Einmal Opelaner, immer Opelaner

Ohne drastische Einschnitte wird der Autobauer Opel nicht überleben. Am Standort Bochum rechnet man mit dem Schlimmsten und zeigt sich dennoch optimistisch. Auch in Eisenach hoffen die Beschäftigten auf den Fortbestand des Werks, schließlich gilt die Fabrik als die modernste im Konzern.
Bochum
Von Frederike Schulz

Seit gestern läuft es wieder – das Bochumer Opelwerk. Nach mehr als einer Woche Kurzarbeit gehen die 5300 Mitarbeiter jetzt wieder durch das Tor am Bochumer Opelring.
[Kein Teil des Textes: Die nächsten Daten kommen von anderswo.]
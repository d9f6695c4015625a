use embedded_hal_async::delay::DelayNs;

use super::{Claim, Error, Frequency, PinPair, Transport};
use crate::address::Address;

/// Delay between two polls of the peripheral events, in microseconds.
pub const POLL_INTERVAL_US: u32 = 100;

/// Maximum number of polls before a transfer is reported as timed out.
///
/// Together with [`POLL_INTERVAL_US`] this bounds a transfer to 100 ms.
pub const POLL_LIMIT: u32 = 1000;

/// Terminal event of a register-level transfer.
#[derive(Debug, Copy, Clone, PartialEq, Eq)]
#[cfg_attr(feature = "defmt", derive(defmt::Format))]
pub enum RegisterEvent {
    /// The transfer completed and the peripheral stopped.
    Done,
    /// The target did not acknowledge its address.
    AddressNack,
    /// The target did not acknowledge a data byte.
    DataNack,
    /// The peripheral reported another error (e.g., overrun).
    Error,
}

/// Register-level access to an I2C controller peripheral.
///
/// Implementations own the DMA buffers the peripheral reads from and writes to, so that these
/// live in RAM for the whole transfer.
/// Every transfer ends with a STOP condition.
pub trait RegisterBlock {
    /// Selects the pins and the frequency, then enables the peripheral.
    fn enable(&mut self, pins: PinPair, frequency: Frequency);

    /// Disables the peripheral and disconnects it from its pins.
    fn disable(&mut self);

    /// Returns whether the peripheral is enabled.
    fn is_enabled(&self) -> bool;

    /// Starts transmitting `bytes` to `address`; `bytes` may be empty.
    ///
    /// # Errors
    ///
    /// Returns [`Error::BackendUnavailable`] if the transfer cannot be started, e.g., because
    /// `bytes` does not fit the peripheral buffer.
    fn start_write(&mut self, address: u8, bytes: &[u8]) -> Result<(), Error>;

    /// Starts receiving `len` bytes from `address`.
    ///
    /// # Errors
    ///
    /// Returns [`Error::BackendUnavailable`] if the transfer cannot be started.
    fn start_read(&mut self, address: u8, len: usize) -> Result<(), Error>;

    /// Returns and clears the terminal event of the current transfer, if one occurred.
    fn event(&mut self) -> Option<RegisterEvent>;

    /// Returns the bytes received by the last completed read.
    fn received(&self) -> &[u8];

    /// Requests a STOP condition as soon as the target is addressed, keeping the events.
    ///
    /// An empty write has no last byte to end it, so it only completes after this call.
    fn request_stop(&mut self);

    /// Aborts the current transfer.
    fn stop(&mut self);
}

impl<R: RegisterBlock + ?Sized> RegisterBlock for &mut R {
    fn enable(&mut self, pins: PinPair, frequency: Frequency) {
        R::enable(self, pins, frequency);
    }

    fn disable(&mut self) {
        R::disable(self);
    }

    fn is_enabled(&self) -> bool {
        R::is_enabled(self)
    }

    fn start_write(&mut self, address: u8, bytes: &[u8]) -> Result<(), Error> {
        R::start_write(self, address, bytes)
    }

    fn start_read(&mut self, address: u8, len: usize) -> Result<(), Error> {
        R::start_read(self, address, len)
    }

    fn event(&mut self) -> Option<RegisterEvent> {
        R::event(self)
    }

    fn received(&self) -> &[u8] {
        R::received(self)
    }

    fn request_stop(&mut self) {
        R::request_stop(self);
    }

    fn stop(&mut self) {
        R::stop(self);
    }
}

/// Backend driving the peripheral registers directly, bypassing the driver stack.
///
/// Completion is polled every [`POLL_INTERVAL_US`], at most [`POLL_LIMIT`] times.
pub struct RegisterBackend<R: RegisterBlock, D> {
    regs: R,
    delay: D,
    claim: Claim,
}

impl<R: RegisterBlock, D: DelayNs> RegisterBackend<R, D> {
    /// Enables the peripheral on the claimed pins.
    pub fn new(mut regs: R, delay: D, claim: Claim, frequency: Frequency) -> Self {
        regs.enable(claim.pins(), frequency);
        frostbee_log::info!(
            "{} registers enabled at {} kHz",
            claim.peripheral().0,
            frequency.khz()
        );
        Self { regs, delay, claim }
    }

    /// Returns the claim held on the bus pins.
    pub fn claim(&self) -> &Claim {
        &self.claim
    }

    async fn wait_for_completion(&mut self) -> Result<(), Error> {
        for _ in 0..POLL_LIMIT {
            if let Some(event) = self.regs.event() {
                return match event {
                    RegisterEvent::Done => Ok(()),
                    RegisterEvent::AddressNack => Err(Error::AddressNotAcknowledged),
                    RegisterEvent::DataNack => Err(Error::DataNotAcknowledged),
                    RegisterEvent::Error => Err(Error::Bus),
                };
            }
            self.delay.delay_us(POLL_INTERVAL_US).await;
        }

        frostbee_log::error!("{} transfer timed out", self.claim.peripheral().0);
        self.regs.stop();
        Err(Error::Timeout)
    }
}

impl<R: RegisterBlock, D: DelayNs> Transport for RegisterBackend<R, D> {
    async fn exchange(
        &mut self,
        address: Address,
        write: &[u8],
        read: &mut [u8],
    ) -> Result<(), Error> {
        if !self.regs.is_enabled() {
            return Err(Error::BackendUnavailable);
        }

        let address = address.get();

        if !write.is_empty() || read.is_empty() {
            self.regs.start_write(address, write)?;
            if write.is_empty() {
                self.regs.request_stop();
            }
            self.wait_for_completion().await?;
        }

        if !read.is_empty() {
            self.regs.start_read(address, read.len())?;
            self.wait_for_completion().await?;

            let received = self.regs.received().get(..read.len()).ok_or(Error::Bus)?;
            read.copy_from_slice(received);
        }

        Ok(())
    }
}

impl<R: RegisterBlock, D> Drop for RegisterBackend<R, D> {
    fn drop(&mut self) {
        self.regs.disable();
    }
}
Noch ist nicht klar, ob das Werk erhalten bleibt. Nach der Krisensitzung in Rüsselsheim Ende vergangener Woche hatte der Vorsitzende des Opel-Aufsichtsrats, Carl-Peter Forster, lediglich erklärt, es gebe zunächst keine Pläne zur Schließung von Werken. Doch fest steht: Der Konzern muss eine Milliarde Euro einsparen. Und dass dies nicht ohne Einschnitte für die Angestellten geht, weiß auch die Bochumer IG-Metall-Chefin Ulrike Kleinebrahm:

"Möglich ist alles. Dass es da natürlich um einen Verteilungskampf geht, liegt auf der Hand, und man muss versuchen, wie man solidarisch die Arbeit möglichst gerecht verteilen kann."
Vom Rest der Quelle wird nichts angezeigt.